Ehmann v Police
[2006] SASC 235
•10 August 2006
SUPREME COURT OF SOUTH AUSTRALIA
(Magistrates Appeals: Criminal)
EHMANN v POLICE
[2006] SASC 235
Judgment of The Honourable Justice Perry
10 August 2006
CRIMINAL LAW - PARTICULAR OFFENCES - DRIVING OFFENCES - OTHER OFFENCES
Appellant convicted of driving with the prescribed concentration of alcohol - whether an attempt to blow into the breath analysis machine that provides less than one litre of air is nevertheless a 'sample' within the meaning of reg 8A(1) of the Road Traffic (Miscellaneous) Regulations 1999 - whether to disturb the magistrate's finding of fact regarding what was said by the police officers to the appellant. Held: an attempt to provide a sample for breath analysis is only a sample within the meaning of reg 8A(1) if it provides more than one litre of air - therefore the regulations were not breached when testing the appellant - appeal dismissed.
Road Traffic Act 1961 s 47a and s 47G; Road Traffic (Miscellaneous) Regulations 1999 reg 8A(1), reg 8A(2) and reg 8A(3), referred to.
Evans v Benson (1986) 4 MVR 257; Taylor v Hayes (1990) 53 SASR 282, considered.
EHMANN v POLICE
[2006] SASC 235Magistrates Appeal: Criminal
PERRY J. The appellant appeals to this Court following her conviction in the Magistrates Court sitting at Adelaide on a charge that on 14 December 2004 she drove a motor vehicle on Greenhill Road at Hazelwood Park while there was present in her blood the prescribed concentration of alcohol as defined in s 47a of the Road Traffic Act 1961 (“the Act”).
It was alleged, and the trial magistrate so found, that the concentration of alcohol was 0.105 grams in a 100 millilitres of blood. (I will hereafter refer to blood alcohol levels by a % sign.)
Background
At the time of the alleged offence the appellant was aged 42 years. She lived at Beaumont, which is about three minutes by car from The Feathers hotel.
On the evening in question, she had been drinking with her husband at home. According to a statement which she gave later to a police officer, she had her first drink at about 8.00 pm and the last at about 9.30 pm. She said that during that time she had drunk about two and a half glasses of sparkling shiraz. She did not have a meal during that period.
Shortly before 10.00 pm she drove a car from her home to The Feathers Hotel, intending to buy some more wine to drink with her husband that night. She approached the drive-in bottle shop of the hotel, only to find that it was closed. She then drove through the hotel car park, emerging onto Glynburn Road, from which she drove to Greenhill Road.
As she negotiated the roundabout at the intersection of Glynburn and Greenhill Roads, intending to proceed west on Greenhill Road, her attention was drawn to a police car to her rear which signalled her to stop. She pulled over and stopped in Greenhill Road, when she was approached by Senior Constable Allen who was the driver of the police car.
He directed the appellant to submit to an alcotest. He did so as part of a random breath testing campaign.
As Senior Constable Allen approached the appellant’s car, he detected a slight smell of liquor through the open window of the driver’s side.
The appellant co-operated in the administration of the alcotest. The test proved positive.
While the test was being administered, another police officer, Constable Jolley, pulled up in a patrol car. He had also been performing random breath tests in the area. Senior Constable Allen asked him to remain.

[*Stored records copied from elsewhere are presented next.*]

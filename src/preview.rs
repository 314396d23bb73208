//! Animated GIF previews. Scenes render straight from their frame list;
//! procedural shows run against a throwaway simulator and whatever the
//! mirror saw becomes the GIF.

use std::time::Duration;

use image::codecs::gif::{GifEncoder, Repeat};
use image::{Delay, Frame as GifFrame, Rgba, RgbaImage};
use thiserror::Error;
use tracing::debug;

use crate::color::Color;
use crate::play::runner::{builtin_plan, run_plan, ShowParams, TriggerError};
use crate::play::{Animations, RunToken, Speed};
use crate::scene::Frame;
use crate::strip::simulator::LedSimulator;

/// Hard ceiling on frames per GIF, whatever the caller asks for.
const MAX_PREVIEW_FRAMES: usize = 500;

/// Shortest hold the GIF timebase can usefully express.
const MIN_FRAME_DELAY_MS: u64 = 10;

/// Displayed hold per captured animation frame, before the speed multiplier.
const ANIMATION_FRAME_DELAY_MS: u64 = 50;

/// Captures run the show well above real time so the endpoint answers fast.
const CAPTURE_PERCENTAGE: i64 = 400;

/// How long a capture keeps waiting for further mirror updates.
const CAPTURE_WINDOW: Duration = Duration::from_secs(2);

#[derive(Debug, Clone, Copy)]
pub struct PreviewOptions {
    /// Upper bound on rendered frames.
    pub max_frames: usize,
    /// Playback speed multiplier; 2.0 halves every frame hold.
    pub speed: f64,
}

impl Default for PreviewOptions {
    fn default() -> Self {
        PreviewOptions {
            max_frames: 100,
            speed: 1.0,
        }
    }
}

impl PreviewOptions {
    fn cap(&self) -> usize {
        self.max_frames.clamp(1, MAX_PREVIEW_FRAMES)
    }

    fn hold(&self, base_ms: u64) -> Duration {
        let speed = if self.speed.is_finite() && self.speed > 0.0 {
            self.speed
        } else {
            1.0
        };
        let ms = (base_ms as f64 / speed) as u64;
        Duration::from_millis(ms.max(MIN_FRAME_DELAY_MS))
    }
}

#[derive(Debug, Error)]
pub enum PreviewError {
    #[error(transparent)]
    Trigger(#[from] TriggerError),
    #[error(transparent)]
    Render(#[from] anyhow::Error),
}

/// Draws the strip as rows of square cells zigzagging down the image, the
/// way the LEDs zigzag up the staircase.
pub struct GifRenderer {
    led_count: usize,
    leds_per_row: usize,
    cell: u32,
    gap: u32,
    margin: u32,
}

impl GifRenderer {
    pub fn new(led_count: usize) -> Self {
        GifRenderer {
            led_count,
            leds_per_row: 50,
            cell: 8,
            gap: 2,
            margin: 10,
        }
    }

    /// Render an authored frame list. Strip state persists across frames, so
    /// each GIF frame shows the cumulative picture, exactly like playback.
    pub fn render_frames(
        &self,
        frames: &[Frame],
        options: PreviewOptions,
    ) -> Result<Vec<u8>, PreviewError> {
        let mut strip = vec![Color::OFF; self.led_count];
        let mut captures = Vec::new();
        for frame in frames.iter().take(options.cap()) {
            for led in &frame.leds {
                if let Some(pixel) = strip.get_mut(led.led_nr as usize) {
                    *pixel = led.color();
                }
            }
            captures.push((strip.clone(), options.hold(frame.wait_till_next_frame)));
        }
        Ok(self.encode(&captures)?)
    }

    /// Run a procedural show on a private simulator and record what the
    /// mirror sees. Finite shows end the capture on their own; endless ones
    /// stop at the frame cap or the capture window, whichever comes first.
    pub async fn render_animation(
        &self,
        show: &str,
        params: &ShowParams,
        options: PreviewOptions,
    ) -> Result<Vec<u8>, PreviewError> {
        let (plan, order) = builtin_plan(show, params)?
            .ok_or_else(|| TriggerError::UnknownShow(show.to_string()))?;
        let speed = Speed::new(CAPTURE_PERCENTAGE).unwrap_or(Speed::NORMAL);
        let repeat = params.repeat;

        let (simulator, handle) = LedSimulator::new(self.led_count);
        let mut mirror = handle.subscribe();
        // The run must own the last sender, so a finished show ends the
        // capture instead of leaving it to the window.
        drop(handle);

        let mut animations = Animations::new(Box::new(simulator));
        let (stop, mut token) = RunToken::pair();
        let show_name = show.to_string();
        let task = tokio::spawn(async move {
            if let Err(e) = run_plan(&mut animations, &mut token, plan, order, speed, repeat).await
            {
                debug!("preview run of {:?} ended early: {:#}", show_name, e);
            }
        });

        let hold = options.hold(ANIMATION_FRAME_DELAY_MS);
        let deadline = tokio::time::Instant::now() + CAPTURE_WINDOW;
        let mut captures = Vec::new();
        while captures.len() < options.cap() {
            match tokio::time::timeout_at(deadline, mirror.changed()).await {
                Ok(Ok(())) => {
                    let pixels = mirror.borrow_and_update().clone();
                    captures.push((pixels, hold));
                }
                // The run finished and dropped its device, or the window
                // elapsed on a stalled show.
                Ok(Err(_)) | Err(_) => break,
            }
        }
        stop.send_replace(true);
        let _ = task.await;

        Ok(self.encode(&captures)?)
    }

    fn encode(&self, captures: &[(Vec<Color>, Duration)]) -> Result<Vec<u8>, anyhow::Error> {
        let fallback;
        let captures = if captures.is_empty() {
            // A capture can come back empty; a single dark frame still makes
            // a well-formed GIF.
            fallback = vec![(
                vec![Color::OFF; self.led_count],
                Duration::from_millis(100),
            )];
            &fallback[..]
        } else {
            captures
        };

        let mut bytes = Vec::new();
        let mut encoder = GifEncoder::new(&mut bytes);
        encoder.set_repeat(Repeat::Infinite)?;
        for (pixels, hold) in captures {
            let frame = GifFrame::from_parts(
                self.raster(pixels),
                0,
                0,
                Delay::from_saturating_duration(*hold),
            );
            encoder.encode_frame(frame)?;
        }
        drop(encoder);
        Ok(bytes)
    }

    fn raster(&self, pixels: &[Color]) -> RgbaImage {
        let columns = self.led_count.min(self.leds_per_row).max(1);
        let rows = (self.led_count.max(1) + self.leds_per_row - 1) / self.leds_per_row;
        let pitch = self.cell + self.gap;
        let width = self.margin * 2 + columns as u32 * pitch - self.gap;
        let height = self.margin * 2 + rows as u32 * pitch - self.gap;
        let mut image = RgbaImage::from_pixel(width, height, Rgba([15, 15, 26, 255]));
        for (i, color) in pixels.iter().take(self.led_count).enumerate() {
            let row = i / self.leds_per_row;
            let mut column = i % self.leds_per_row;
            // Odd rows run right to left, following the wiring up the stairs.
            if row % 2 == 1 {
                column = self.leds_per_row - 1 - column;
            }
            // The white channel has no cell of its own; it brightens this one.
            let cell = Rgba([
                color.r.saturating_add(color.w),
                color.g.saturating_add(color.w),
                color.b.saturating_add(color.w),
                255,
            ]);
            let x0 = self.margin + column as u32 * pitch;
            let y0 = self.margin + row as u32 * pitch;
            for dy in 0..self.cell {
                for dx in 0..self.cell {
                    image.put_pixel(x0 + dx, y0 + dy, cell);
                }
            }
        }
        image
    }
}
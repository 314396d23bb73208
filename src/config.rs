use std::io::ErrorKind;
use std::path::{Path, PathBuf};
use std::time::Duration;

use anyhow::Error;
use serde::{Deserialize, Serialize};
use tracing::warn;

use crate::color::ColorOrder;

/// Which sink drives the strip.
#[derive(Debug, Clone, Copy, PartialEq, Eq, Deserialize, Serialize)]
pub enum DeviceKind {
    Simulator,
    Ws2812,
}

#[derive(Debug, Clone, Deserialize, Serialize, PartialEq)]
pub struct Config {
    pub led_count: usize,
    pub bind_addr: String,
    pub device: DeviceKind,
    #[serde(default)]
    pub color_order: ColorOrder,
    pub scene_file: PathBuf,
    pub cache_ttl_secs: u64,
    pub spi_clock_hz: u32,
    /// Four bytes per pixel on the wire instead of three.
    pub rgbw: bool,
}

impl Default for Config {
    fn default() -> Self {
        Config {
            led_count: 710,
            bind_addr: "0.0.0.0:3000".to_string(),
            device: DeviceKind::Simulator,
            color_order: ColorOrder::Rgb,
            scene_file: PathBuf::from("scenes.json"),
            cache_ttl_secs: 300,
            spi_clock_hz: 2_400_000,
            rgbw: false,
        }
    }
}

impl Config {
    /// Read the config file, falling back to defaults when there is none so a
    /// fresh checkout runs the simulator out of the box.
    pub fn load(path: &Path) -> Result<Config, Error> {
        match std::fs::read_to_string(path) {
            Ok(contents) => Ok(ron::from_str(&contents)?),
            Err(e) if e.kind() == ErrorKind::NotFound => {
                warn!("no config at {}, using defaults", path.display());
                Ok(Config::default())
            }
            Err(e) => Err(e.into()),
        }
    }

    pub fn cache_ttl(&self) -> Duration {
        Duration::from_secs(self.cache_ttl_secs)
    }
}
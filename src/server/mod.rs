//! The HTTP control surface: scene CRUD, show triggers, the live LED mirror
//! and GIF previews. Everything speaks camelCase JSON and CORS is wide open
//! so the wall-mounted tablets can talk to it from anywhere on the LAN.

use std::sync::Arc;

use axum::{
    extract::{Path, Query, State},
    http::{header, StatusCode},
    response::sse::{Event, KeepAlive, Sse},
    response::IntoResponse,
    routing::{get, post},
    Json, Router,
};
use serde::{Deserialize, Serialize};
use tokio_stream::{wrappers::WatchStream, Stream, StreamExt};
use tower_http::{cors::CorsLayer, trace::TraceLayer};
use tracing::{error, info, warn};

use crate::color::{Color, ColorOrder};
use crate::play::runner::{ShowParams, ShowRunner, TriggerError, BUILTIN_SHOWS};
use crate::preview::{GifRenderer, PreviewError, PreviewOptions};
use crate::scene::cache::SceneCache;
use crate::scene::{Frame, SceneError, SceneId, SceneMeta, SceneStore};
use crate::strip::simulator::SimulatorHandle;

#[derive(Clone)]
pub struct AppState {
    runner: Arc<ShowRunner>,
    store: Arc<SceneStore>,
    cache: Arc<SceneCache>,
    /// None when driving real hardware, which has no mirror to read back.
    simulator: Option<SimulatorHandle>,
    /// The strip's native wire order, used when a trigger names none.
    default_color_order: ColorOrder,
}

impl AppState {
    pub fn new(
        runner: Arc<ShowRunner>,
        store: Arc<SceneStore>,
        cache: Arc<SceneCache>,
        simulator: Option<SimulatorHandle>,
        default_color_order: ColorOrder,
    ) -> Self {
        AppState {
            runner,
            store,
            cache,
            simulator,
            default_color_order,
        }
    }
}

pub fn router(state: AppState) -> Router {
    Router::new()
        .route("/", get(index))
        .route("/shows", get(list_shows))
        .route("/animation/:show", get(trigger_animation))
        .route("/animation/:show/preview.gif", get(animation_preview))
        .route("/scenes", get(list_scenes).post(create_scene))
        .route(
            "/scenes/:id",
            get(get_scene).put(rename_scene).delete(delete_scene),
        )
        .route("/scenes/:id/frames", get(list_frames).post(add_frames))
        .route("/scenes/:id/frames/:order_nr", get(get_frame))
        .route("/scenes/:id/frame", post(add_frame))
        .route("/scenes/:id/preview.gif", get(scene_preview))
        .route("/leds", get(led_snapshot))
        .route("/leds/stream", get(led_stream))
        .route("/simulator/status", get(simulator_status))
        .layer(TraceLayer::new_for_http())
        .layer(CorsLayer::permissive())
        .with_state(state)
}

async fn index() -> &'static str {
    "stairlight is up. Try /shows, /scenes or /leds/stream.\n"
}

/// Built-in show names first, authored scene names after them.
async fn list_shows(State(state): State<AppState>) -> Json<Vec<String>> {
    let mut shows: Vec<String> = BUILTIN_SHOWS.iter().map(|s| s.to_string()).collect();
    shows.extend(state.store.list().await.into_iter().map(|scene| scene.name));
    Json(shows)
}

#[derive(Deserialize)]
#[serde(rename_all = "camelCase")]
struct TriggerQuery {
    color: Option<String>,
    blank_color: Option<String>,
    #[serde(default = "default_percentage")]
    percentage: i64,
    #[serde(default)]
    repeat: bool,
    color_order: Option<ColorOrder>,
}

fn default_percentage() -> i64 {
    100
}

/// Start a show or scene on the strip, replacing whatever is running.
async fn trigger_animation(
    State(state): State<AppState>,
    Path(show): Path<String>,
    Query(query): Query<TriggerQuery>,
) -> Result<StatusCode, StatusCode> {
    let params = ShowParams {
        color: parse_color(query.color.as_deref())?,
        blank_color: parse_color(query.blank_color.as_deref())?,
        percentage: query.percentage,
        repeat: query.repeat,
        color_order: query.color_order.unwrap_or(state.default_color_order),
    };
    state
        .runner
        .trigger(&show, params)
        .await
        .map_err(trigger_status)?;
    Ok(StatusCode::OK)
}

async fn list_scenes(State(state): State<AppState>) -> Json<Vec<SceneMeta>> {
    Json(state.store.list().await)
}

#[derive(Deserialize)]
struct ScenePayload {
    name: String,
}

async fn create_scene(
    State(state): State<AppState>,
    Json(payload): Json<ScenePayload>,
) -> Result<(StatusCode, Json<SceneMeta>), StatusCode> {
    if BUILTIN_SHOWS.contains(&payload.name.as_str()) {
        warn!(
            "scene {:?} will be shadowed by the built-in show of the same name",
            payload.name
        );
    }
    let meta = state.store.create(&payload.name).await.map_err(scene_status)?;
    info!("🎬 created scene {:?} (id {})", meta.name, meta.id);
    Ok((StatusCode::CREATED, Json(meta)))
}

async fn get_scene(
    State(state): State<AppState>,
    Path(id): Path<SceneId>,
) -> Result<Json<SceneMeta>, StatusCode> {
    state
        .store
        .get(id)
        .await
        .map(Json)
        .ok_or(StatusCode::NOT_FOUND)
}

async fn rename_scene(
    State(state): State<AppState>,
    Path(id): Path<SceneId>,
    Json(payload): Json<ScenePayload>,
) -> Result<StatusCode, StatusCode> {
    let previous = state
        .store
        .rename(id, &payload.name)
        .await
        .map_err(scene_status)?;
    // The cached aggregate is stale under its old name, and under the new
    // name too if a prior scene once held it.
    state.cache.invalidate(&previous).await;
    state.cache.invalidate(&payload.name).await;
    Ok(StatusCode::NO_CONTENT)
}

async fn delete_scene(
    State(state): State<AppState>,
    Path(id): Path<SceneId>,
) -> Result<StatusCode, StatusCode> {
    let name = state.store.delete(id).await.map_err(scene_status)?;
    state.cache.invalidate(&name).await;
    info!("deleted scene {:?}", name);
    Ok(StatusCode::NO_CONTENT)
}

async fn list_frames(
    State(state): State<AppState>,
    Path(id): Path<SceneId>,
) -> Result<Json<Vec<Frame>>, StatusCode> {
    state.store.frames(id).await.map(Json).map_err(scene_status)
}

async fn get_frame(
    State(state): State<AppState>,
    Path((id, order_nr)): Path<(SceneId, u32)>,
) -> Result<Json<Frame>, StatusCode> {
    state
        .store
        .frame(id, order_nr)
        .await
        .map(Json)
        .map_err(scene_status)
}

async fn add_frame(
    State(state): State<AppState>,
    Path(id): Path<SceneId>,
    Json(frame): Json<Frame>,
) -> Result<StatusCode, StatusCode> {
    invalidate_scene(&state, id).await;
    state
        .store
        .add_frame(id, frame)
        .await
        .map_err(scene_status)?;
    Ok(StatusCode::CREATED)
}

/// Batch insert, all or nothing.
async fn add_frames(
    State(state): State<AppState>,
    Path(id): Path<SceneId>,
    Json(frames): Json<Vec<Frame>>,
) -> Result<StatusCode, StatusCode> {
    invalidate_scene(&state, id).await;
    state
        .store
        .add_frames(id, frames)
        .await
        .map_err(scene_status)?;
    Ok(StatusCode::CREATED)
}

/// Drop the cached aggregate before the mutation lands, so a concurrent
/// trigger re-reads the store instead of replaying stale frames.
async fn invalidate_scene(state: &AppState, id: SceneId) {
    if let Some(meta) = state.store.get(id).await {
        state.cache.invalidate(&meta.name).await;
    }
}

#[derive(Serialize)]
#[serde(rename_all = "camelCase")]
struct LedState {
    led_nr: u32,
    r: u8,
    g: u8,
    b: u8,
}

fn led_states(pixels: &[Color]) -> Vec<LedState> {
    pixels
        .iter()
        .enumerate()
        .map(|(i, color)| LedState {
            led_nr: i as u32,
            r: color.r,
            g: color.g,
            b: color.b,
        })
        .collect()
}

/// The mirror as of right now. Real hardware has nothing to read back.
async fn led_snapshot(
    State(state): State<AppState>,
) -> Result<Json<Vec<LedState>>, StatusCode> {
    let simulator = state.simulator.as_ref().ok_or(StatusCode::NOT_FOUND)?;
    Ok(Json(led_states(&simulator.snapshot())))
}

/// Server-sent events: the current frame immediately, then one event per
/// change. Bursts coalesce to the newest frame.
async fn led_stream(
    State(state): State<AppState>,
) -> Result<Sse<impl Stream<Item = Result<Event, axum::Error>>>, StatusCode> {
    let simulator = state.simulator.as_ref().ok_or(StatusCode::NOT_FOUND)?;
    let stream = WatchStream::new(simulator.subscribe())
        .map(|pixels| Event::default().json_data(led_states(&pixels)));
    Ok(Sse::new(stream).keep_alive(KeepAlive::default()))
}

#[derive(Serialize)]
#[serde(rename_all = "camelCase")]
struct SimulatorStatus {
    enabled: bool,
    led_count: usize,
    running: bool,
}

async fn simulator_status(State(state): State<AppState>) -> Json<SimulatorStatus> {
    Json(SimulatorStatus {
        enabled: state.simulator.is_some(),
        led_count: state.store.led_count(),
        running: state.runner.is_running().await,
    })
}

#[derive(Deserialize)]
#[serde(rename_all = "camelCase")]
struct PreviewQuery {
    max_frames: Option<usize>,
    speed: Option<f64>,
    color: Option<String>,
    blank_color: Option<String>,
}

impl PreviewQuery {
    fn options(&self) -> PreviewOptions {
        let defaults = PreviewOptions::default();
        PreviewOptions {
            max_frames: self.max_frames.unwrap_or(defaults.max_frames),
            speed: self.speed.unwrap_or(defaults.speed),
        }
    }
}

async fn scene_preview(
    State(state): State<AppState>,
    Path(id): Path<SceneId>,
    Query(query): Query<PreviewQuery>,
) -> Result<impl IntoResponse, StatusCode> {
    let frames = state.store.frames(id).await.map_err(scene_status)?;
    let renderer = GifRenderer::new(state.store.led_count());
    let bytes = renderer
        .render_frames(&frames, query.options())
        .map_err(preview_status)?;
    Ok(([(header::CONTENT_TYPE, "image/gif")], bytes))
}

async fn animation_preview(
    State(state): State<AppState>,
    Path(show): Path<String>,
    Query(query): Query<PreviewQuery>,
) -> Result<impl IntoResponse, StatusCode> {
    let params = ShowParams {
        color: parse_color(query.color.as_deref())?,
        blank_color: parse_color(query.blank_color.as_deref())?,
        ..ShowParams::default()
    };
    let renderer = GifRenderer::new(state.store.led_count());
    let bytes = renderer
        .render_animation(&show, &params, query.options())
        .await
        .map_err(preview_status)?;
    Ok(([(header::CONTENT_TYPE, "image/gif")], bytes))
}

fn parse_color(raw: Option<&str>) -> Result<Option<Color>, StatusCode> {
    match raw {
        None => Ok(None),
        Some(s) => match Color::from_hex(s) {
            Some(color) => Ok(Some(color)),
            None => {
                warn!("rejecting malformed color literal {:?}", s);
                Err(StatusCode::BAD_REQUEST)
            }
        },
    }
}

fn trigger_status(e: TriggerError) -> StatusCode {
    match e {
        TriggerError::BadPercentage(_) | TriggerError::MissingColor(..) => {
            warn!("rejecting trigger: {}", e);
            StatusCode::BAD_REQUEST
        }
        TriggerError::UnknownShow(_) => StatusCode::NOT_FOUND,
    }
}

fn scene_status(e: SceneError) -> StatusCode {
    match e {
        SceneError::UnknownScene(_) | SceneError::UnknownFrame { .. } => StatusCode::NOT_FOUND,
        SceneError::DuplicateOrderNr { .. }
        | SceneError::LedOutOfRange { .. }
        | SceneError::DuplicateName(_) => {
            warn!("rejecting scene request: {}", e);
            StatusCode::BAD_REQUEST
        }
        SceneError::Io(_) | SceneError::Encoding(_) => {
            error!("scene store failure: {}", e);
            StatusCode::INTERNAL_SERVER_ERROR
        }
    }
}

fn preview_status(e: PreviewError) -> StatusCode {
    match e {
        PreviewError::Trigger(e) => trigger_status(e),
        PreviewError::Render(e) => {
            error!("preview rendering failed: {:#}", e);
            StatusCode::INTERNAL_SERVER_ERROR
        }
    }
}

Two other police officers were then summoned. They were Senior Constable Matricciani, who was driving a van containing the equipment for the administration of the breath analysis, and Constable Bowels, the breath analysis operator.
At 10.57 pm, the appellant first blew into the breath analysing instrument. The machine recorded the outcome as “not allowed blowing”. This was an indication that an insufficient sample of breath was received by the machine. In those circumstances, no analysis is made or recorded.
The appellant was asked to blow into the machine again. The time of the taking of the second sample was again recorded as 10.57 pm. On that occasion the outcome was successful, and a blood alcohol concentration of 0.110% was recorded.
The appellant was asked to give a further sample, which she attempted at a time recorded as 11.01 pm. This was unsuccessful. The machine again recorded the outcome as “not allowed blowing”.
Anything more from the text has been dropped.